— WHAT YOU WILL DO —
From first line to last, retype the data exactly.

— Items listed in a dataset —

•••

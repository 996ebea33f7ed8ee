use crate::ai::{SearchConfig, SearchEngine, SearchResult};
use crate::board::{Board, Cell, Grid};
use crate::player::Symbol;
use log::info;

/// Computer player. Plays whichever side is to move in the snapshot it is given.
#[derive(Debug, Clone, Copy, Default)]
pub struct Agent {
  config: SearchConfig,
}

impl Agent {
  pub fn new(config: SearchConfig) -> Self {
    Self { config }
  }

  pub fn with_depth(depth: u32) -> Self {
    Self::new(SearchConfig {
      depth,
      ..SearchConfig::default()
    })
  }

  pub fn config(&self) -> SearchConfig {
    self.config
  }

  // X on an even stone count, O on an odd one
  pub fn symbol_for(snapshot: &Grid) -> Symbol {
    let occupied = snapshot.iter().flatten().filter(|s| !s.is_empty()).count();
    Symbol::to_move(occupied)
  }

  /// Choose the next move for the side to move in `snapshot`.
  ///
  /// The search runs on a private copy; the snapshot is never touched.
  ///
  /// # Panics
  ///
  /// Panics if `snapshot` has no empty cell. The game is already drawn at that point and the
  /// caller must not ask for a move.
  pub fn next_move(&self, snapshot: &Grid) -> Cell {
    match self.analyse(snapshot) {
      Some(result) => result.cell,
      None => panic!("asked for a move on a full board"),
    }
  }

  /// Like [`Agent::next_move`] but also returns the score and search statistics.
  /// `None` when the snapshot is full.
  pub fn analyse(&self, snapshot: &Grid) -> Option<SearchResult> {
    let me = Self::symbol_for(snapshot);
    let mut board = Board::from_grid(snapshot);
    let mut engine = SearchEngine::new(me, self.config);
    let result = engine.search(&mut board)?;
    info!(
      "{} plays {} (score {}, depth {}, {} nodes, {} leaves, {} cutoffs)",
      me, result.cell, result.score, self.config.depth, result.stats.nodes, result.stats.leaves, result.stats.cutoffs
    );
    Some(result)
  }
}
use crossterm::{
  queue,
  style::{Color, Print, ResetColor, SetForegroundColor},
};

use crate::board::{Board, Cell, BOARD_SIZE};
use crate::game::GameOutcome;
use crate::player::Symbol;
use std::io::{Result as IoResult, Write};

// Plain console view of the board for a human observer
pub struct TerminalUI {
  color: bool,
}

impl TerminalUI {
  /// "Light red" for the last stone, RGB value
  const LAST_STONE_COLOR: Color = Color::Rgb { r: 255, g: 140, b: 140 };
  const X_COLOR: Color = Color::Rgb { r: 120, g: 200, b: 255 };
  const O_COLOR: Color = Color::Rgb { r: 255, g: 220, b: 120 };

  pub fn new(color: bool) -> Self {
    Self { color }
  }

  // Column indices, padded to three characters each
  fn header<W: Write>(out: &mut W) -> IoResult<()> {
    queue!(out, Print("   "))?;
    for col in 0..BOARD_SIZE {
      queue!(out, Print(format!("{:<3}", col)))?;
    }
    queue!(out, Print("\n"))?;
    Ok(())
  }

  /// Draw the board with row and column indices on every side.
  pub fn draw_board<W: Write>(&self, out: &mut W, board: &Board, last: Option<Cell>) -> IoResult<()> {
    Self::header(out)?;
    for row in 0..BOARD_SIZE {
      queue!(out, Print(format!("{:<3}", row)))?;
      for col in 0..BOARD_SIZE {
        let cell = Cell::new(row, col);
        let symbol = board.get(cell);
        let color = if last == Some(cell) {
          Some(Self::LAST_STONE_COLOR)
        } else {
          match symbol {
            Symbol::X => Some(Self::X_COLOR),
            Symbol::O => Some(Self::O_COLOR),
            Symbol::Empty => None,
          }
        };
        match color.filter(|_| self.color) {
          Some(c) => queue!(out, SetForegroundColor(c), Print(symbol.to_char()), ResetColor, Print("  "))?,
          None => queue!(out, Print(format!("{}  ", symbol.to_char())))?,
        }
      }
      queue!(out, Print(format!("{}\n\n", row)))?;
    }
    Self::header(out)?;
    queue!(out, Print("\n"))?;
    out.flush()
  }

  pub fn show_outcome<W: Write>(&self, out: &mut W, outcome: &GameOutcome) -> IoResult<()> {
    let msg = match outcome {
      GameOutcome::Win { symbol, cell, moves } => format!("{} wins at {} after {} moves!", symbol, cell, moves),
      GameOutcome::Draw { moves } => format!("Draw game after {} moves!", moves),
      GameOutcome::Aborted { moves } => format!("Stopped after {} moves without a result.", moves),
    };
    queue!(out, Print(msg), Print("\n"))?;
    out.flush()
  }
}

•••

— TASK RESULT —
repository 996ebea33f7ed8ee
use crate::ai::{SearchConfig, SearchEngine, SearchResult};
use crate::board::{Board, Cell, Grid};
use crate::player::Symbol;
use log::info;

/// Computer player. Plays whichever side is to move in the snapshot it is given.
#[derive(Debug, Clone, Copy, Default)]
pub struct Agent {
  config: SearchConfig,
}

impl Agent {
  pub fn new(config: SearchConfig) -> Self {
    Self { config }
  }

  pub fn with_depth(depth: u32) -> Self {
    Self::new(SearchConfig {
      depth,
      ..SearchConfig::default()
    })
  }

  pub fn config(&self) -> SearchConfig {
    self.config
  }

  // X on an even stone count, O on an odd one
  pub fn symbol_for(snapshot: &Grid) -> Symbol {
    let occupied = snapshot.iter().flatten().filter(|s| !s.is_empty()).count();
    Symbol::to_move(occupied)
  }

  /// Choose the next move for the side to move in `snapshot`.
  ///
  /// The search runs on a private copy; the snapshot is never touched.
  ///
  /// # Panics
  ///
  /// Panics if `snapshot` has no empty cell. The game is already drawn at that point and the
  /// caller must not ask for a move.
  pub fn next_move(&self, snapshot: &Grid) -> Cell {
    match self.analyse(snapshot) {
      Some(result) => result.cell,
      None => panic!("asked for a move on a full board"),
    }
  }

  /// Like [`Agent::next_move`] but also returns the score and search statistics.
  /// `None` when the snapshot is full.
  pub fn analyse(&self, snapshot: &Grid) -> Option<SearchResult> {
    let me = Self::symbol_for(snapshot);
    let mut board = Board::from_grid(snapshot);
    let mut engine = SearchEngine::new(me, self.config);
    let result = engine.search(&mut board)?;
    info!(
      "{} plays {} (score {}, depth {}, {} nodes, {} leaves, {} cutoffs)",
      me, result.cell, result.score, self.config.depth, result.stats.nodes, result.stats.leaves, result.stats.cutoffs
    );
    Some(result)
  }
}
use crossterm::{
  queue,
  style::{Color, Print, ResetColor, SetForegroundColor},
};

use crate::board::{Board, Cell, BOARD_SIZE};
use crate::game::GameOutcome;
use crate::player::Symbol;
use std::io::{Result as IoResult, Write};

// Plain console view of the board for a human observer
pub struct TerminalUI {
  color: bool,
}

impl TerminalUI {
  /// "Light red" for the last stone, RGB value
  const LAST_STONE_COLOR: Color = Color::Rgb { r: 255, g: 140, b: 140 };
  const X_COLOR: Color = Color::Rgb { r: 120, g: 200, b: 255 };
  const O_COLOR: Color = Color::Rgb { r: 255, g: 220, b: 120 };

  pub fn new(color: bool) -> Self {
    Self { color }
  }

  // Column indices, padded to three characters each
  fn header<W: Write>(out: &mut W) -> IoResult<()> {
    queue!(out, Print("   "))?;
    for col in 0..BOARD_SIZE {
      queue!(out, Print(format!("{:<3}", col)))?;
    }
    queue!(out, Print("\n"))?;
    Ok(())
  }

  /// Draw the board with row and column indices on every side.
  pub fn draw_board<W: Write>(&self, out: &mut W, board: &Board, last: Option<Cell>) -> IoResult<()> {
    Self::header(out)?;
    for row in 0..BOARD_SIZE {
      queue!(out, Print(format!("{:<3}", row)))?;
      for col in 0..BOARD_SIZE {
        let cell = Cell::new(row, col);
        let symbol = board.get(cell);
        let color = if last == Some(cell) {
          Some(Self::LAST_STONE_COLOR)
        } else {
          match symbol {
            Symbol::X => Some(Self::X_COLOR),
            Symbol::O => Some(Self::O_COLOR),
            Symbol::Empty => None,
          }
        };
        match color.filter(|_| self.color) {
          Some(c) => queue!(out, SetForegroundColor(c), Print(symbol.to_char()), ResetColor, Print("  "))?,
          None => queue!(out, Print(format!("{}  ", symbol.to_char())))?,
        }
      }
      queue!(out, Print(format!("{}\n\n", row)))?;
    }
    Self::header(out)?;
    queue!(out, Print("\n"))?;
    out.flush()
  }

  pub fn show_outcome<W: Write>(&self, out: &mut W, outcome: &GameOutcome) -> IoResult<()> {
    let msg = match outcome {
      GameOutcome::Win { symbol, cell, moves } => format!("{} wins at {} after {} moves!", symbol, cell, moves),
      GameOutcome::Draw { moves } => format!("Draw game after {} moves!", moves),
      GameOutcome::Aborted { moves } => format!("Stopped after {} moves without a result.", moves),
    };
    queue!(out, Print(msg), Print("\n"))?;
    out.flush()
  }
}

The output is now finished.